Het hof heeft kennisgenomen van de vordering van de advocaat-generaal, strekkende tot veroordeling van verdachte ter zake van het ten laste gelegde tot een werkstraf voor de duur van 30 uren, subsidiair 15 dagen vervangende hechtenis. Deze vordering is na voorlezing aan het hof overgelegd.
Het hof heeft voorts kennis genomen van hetgeen door verdachte en zijn raadsman,
mr. A. Taner, naar voren is gebracht.
Het vonnis waarvan beroep
Het hof zal het vonnis waarvan beroep vernietigen en opnieuw rechtdoen.
De tenlastelegging
Aan verdachte is ten laste gelegd dat:
hij op of omstreeks 2 oktober 2010 in de gemeente [gemeente] opzettelijk mishandelend een persoon (te weten [slachtoffer]), (met kracht) in het gezicht, in ieder geval op/tegen het hoofd, heeft gestompt/geslagen, waardoor deze letsel heeft bekomen en/of pijn heeft ondervonden.

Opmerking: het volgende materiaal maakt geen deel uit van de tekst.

//! Async HTTP client for chat-completion backends
//!
//! Model-agnostic: supports the Anthropic messages API and
//! OpenAI-compatible APIs (DeepSeek, etc). The pipeline never uses
//! this type directly; it goes through the [`LlmSender`] capability,
//! implemented here by [`PromptSender`] for production and
//! [`EchoSender`] for local development.

use async_trait::async_trait;
use reqwest::Client;
use serde::{Deserialize, Serialize};

use crate::core::error::{RelayError, Result};
use crate::llm::prompts::{ANSWER_SYSTEM_PROMPT, COMMAND_SYSTEM_PROMPT};
use crate::llm::LlmSender;

/// API format type
#[derive(Debug, Clone, PartialEq)]
pub enum ApiFormat {
    Anthropic,
    OpenAI,
}

/// Async LLM client for making API calls
pub struct LlmClient {
    client: Client,
    api_key: String,
    api_url: String,
    model: String,
    api_format: ApiFormat,
}

impl LlmClient {
    /// Create a new LLM client with explicit configuration
    pub fn new(api_key: String, api_url: String, model: String) -> Self {
        let api_format = Self::detect_api_format(&api_url);
        Self {
            client: Client::new(),
            api_key,
            api_url,
            model,
            api_format,
        }
    }

    /// Detect API format from URL
    fn detect_api_format(url: &str) -> ApiFormat {
        if url.contains("anthropic.com") {
            ApiFormat::Anthropic
        } else {
            // DeepSeek, OpenAI, and other compatible APIs use OpenAI format
            ApiFormat::OpenAI
        }
    }

    /// Create a client from environment variables
    ///
    /// Required: LLM_API_KEY
    /// Optional: LLM_API_URL (defaults to Anthropic API)
    /// Optional: LLM_MODEL (defaults to claude-3-haiku-20240307)
    pub fn from_env() -> Result<Self> {
        let api_key = std::env::var("LLM_API_KEY")
            .map_err(|_| RelayError::ConfigError("LLM_API_KEY not set".into()))?;
        let api_url = std::env::var("LLM_API_URL")
            .unwrap_or_else(|_| "https://api.anthropic.com/v1/messages".into());
        let model = std::env::var("LLM_MODEL").unwrap_or_else(|_| "claude-3-haiku-20240307".into());

        Ok(Self::new(api_key, api_url, model))
    }

    /// Send a completion request to the LLM
    pub async fn complete(&self, system: &str, user: &str) -> Result<String> {
        match self.api_format {
            ApiFormat::Anthropic => self.complete_anthropic(system, user).await,
            ApiFormat::OpenAI => self.complete_openai(system, user).await,
        }
    }

    async fn complete_anthropic(&self, system: &str, user: &str) -> Result<String> {
        let request = AnthropicRequest {
            model: self.model.clone(),
            max_tokens: 8192,
            system: system.into(),
            messages: vec![Message {
                role: "user".into(),
                content: user.into(),
            }],
        };

        let response = self
            .client
            .post(&self.api_url)
            .header("x-api-key", &self.api_key)
            .header("anthropic-version", "2023-06-01")
            .header("content-type", "application/json")
            .json(&request)
            .send()
            .await
            .map_err(|e| RelayError::LlmError(e.to_string()))?;

        if !response.status().is_success() {
            let error_text = response.text().await.unwrap_or_default();
            return Err(RelayError::LlmError(format!("API error: {}", error_text)));
        }

        let completion: AnthropicResponse = response
            .json()
            .await
            .map_err(|e| RelayError::LlmError(e.to_string()))?;

        completion
            .content
            .first()
            .map(|c| c.text.clone())
            .ok_or_else(|| RelayError::LlmError("Empty response".into()))
    }

    async fn complete_openai(&self, system: &str, user: &str) -> Result<String> {
        // Model-specific max_tokens limits
        let max_tokens = if self.model.contains("reasoner") {
            32768
        } else {
            8192
        };

        let request = OpenAIRequest {
            model: self.model.clone(),
            max_tokens,
            messages: vec![
                Message {
                    role: "system".into(),
                    content: system.into(),
                },
                Message {
                    role: "user".into(),
                    content: user.into(),
                },
            ],
        };

        let response = self
            .client
            .post(&self.api_url)
            .header("Authorization", format!("Bearer {}", self.api_key))
            .header("content-type", "application/json")
            .json(&request)
            .send()
            .await
            .map_err(|e| RelayError::LlmError(e.to_string()))?;

        if !response.status().is_success() {
            let error_text = response.text().await.unwrap_or_default();
            return Err(RelayError::LlmError(format!("API error: {}", error_text)));
        }

        let completion: OpenAIResponse = response
            .json()
            .await
            .map_err(|e| RelayError::LlmError(e.to_string()))?;

        completion
            .choices
            .first()
            .map(|c| c.message.content.clone())
            .ok_or_else(|| RelayError::LlmError("Empty response".into()))
    }
}

/// Production [`LlmSender`] backed by an [`LlmClient`].
///
/// Each capability op pairs the caller's text with the appropriate
/// system prompt.
pub struct PromptSender {
    client: LlmClient,
}

impl PromptSender {
    pub fn new(client: LlmClient) -> Self {
        Self { client }
    }

    /// Build a sender from environment variables (see [`LlmClient::from_env`])
    pub fn from_env() -> Result<Self> {
        Ok(Self::new(LlmClient::from_env()?))
    }
}

#[async_trait]
impl LlmSender for PromptSender {
    async fn send(&self, prompt: &str) -> Result<String> {
        self.client.complete(COMMAND_SYSTEM_PROMPT, prompt).await
    }

    async fn answer(&self, user_text: &str) -> Result<String> {
        self.client.complete(ANSWER_SYSTEM_PROMPT, user_text).await
    }

    async fn complete_custom(&self, prompt: &str) -> Result<String> {
        self.client.complete(COMMAND_SYSTEM_PROMPT, prompt).await
    }
}

/// Offline sender for local development and demos.
///
/// `send` always yields a `system_status` command so the full pipeline
/// can be exercised without an API key.
pub struct EchoSender;

#[async_trait]
impl LlmSender for EchoSender {
    async fn send(&self, _prompt: &str) -> Result<String> {
        Ok(r#"{"action": "system_status", "params": {}}"#.into())
    }

    async fn answer(&self, user_text: &str) -> Result<String> {
        Ok(format!("echo: {user_text}"))
    }

    async fn complete_custom(&self, _prompt: &str) -> Result<String> {
        Ok("[]".into())
    }
}

// Anthropic API format
#[derive(Serialize)]
struct AnthropicRequest {
    model: String,
    max_tokens: u32,
    system: String,
    messages: Vec<Message>,
}

#[derive(Deserialize)]
struct AnthropicResponse {
    content: Vec<ContentBlock>,
}

#[derive(Deserialize)]
struct ContentBlock {
    text: String,
}

// OpenAI-compatible API format (DeepSeek, OpenAI, etc.)
#[derive(Serialize)]
struct OpenAIRequest {
    model: String,
    max_tokens: u32,
    messages: Vec<Message>,
}

#[derive(Deserialize)]
struct OpenAIResponse {
    choices: Vec<Choice>,
}

#[derive(Deserialize)]
struct Choice {
    message: ChoiceMessage,
}

#[derive(Deserialize)]
struct ChoiceMessage {
    content: String,
}

// Shared
#[derive(Serialize)]
struct Message {
    role: String,
    content: String,
}

#[cfg(test)]
mod tests {
    use super::*;

    #[test]
    fn test_client_creation() {
        let client = LlmClient::new(
            "test-key".into(),
            "https://api.example.com".into(),
            "test-model".into(),
        );
        assert_eq!(client.api_key, "test-key");
        assert_eq!(client.api_format, ApiFormat::OpenAI);
    }

    #[test]
    fn test_anthropic_format_detection() {
        let client = LlmClient::new(
            "test-key".into(),
            "https://api.anthropic.com/v1/messages".into(),
            "test-model".into(),
        );
        assert_eq!(client.api_format, ApiFormat::Anthropic);
    }

    #[tokio::test]
    async fn test_echo_sender_produces_parseable_command() {
        let raw = EchoSender.send("anything").await.unwrap();
        let value: serde_json::Value = serde_json::from_str(&raw).unwrap();
        assert_eq!(value["action"], "system_status");
    }
}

Indien in de tenlastelegging taal- en/of schrijffouten voorkomen, zijn deze verbeterd. De verdachte is daardoor niet geschaad in de verdediging.
Vrijspraak
Het hof is van oordeel dat het dossier, naast de aangifte van [slachtoffer] - die zelf niet heeft gezien door wie hij werd geslagen - onvoldoende bewijsmiddelen bevat op basis waarvan kan worden vastgesteld dat verdachte deze mishandeling heeft gepleegd. De getuigenverklaring van [getuige] is daartoe onvoldoende specifiek omtrent het signalement van de dader.
Derhalve kan niet wettig en overtuigend worden bewezen dat verdachte het ten laste gelegde heeft begaan en zal hij daarvan worden vrijgesproken.
BESLISSING
Het hof:
Vernietigt het vonnis waarvan beroep en doet opnieuw recht:
Verklaart niet bewezen dat de verdachte het ten laste gelegde heeft begaan en spreekt verdachte daarvan vrij.
Aldus gewezen door
mr. T.H. Bosma, voorzitter,
mr. G.M. Meijer-Campfens en mr. H. Heins, raadsheren,
in tegenwoordigheid van mr. H. Akkerman, griffier,
en op 22 september 2011 ter openbare terechtzitting uitgesproken.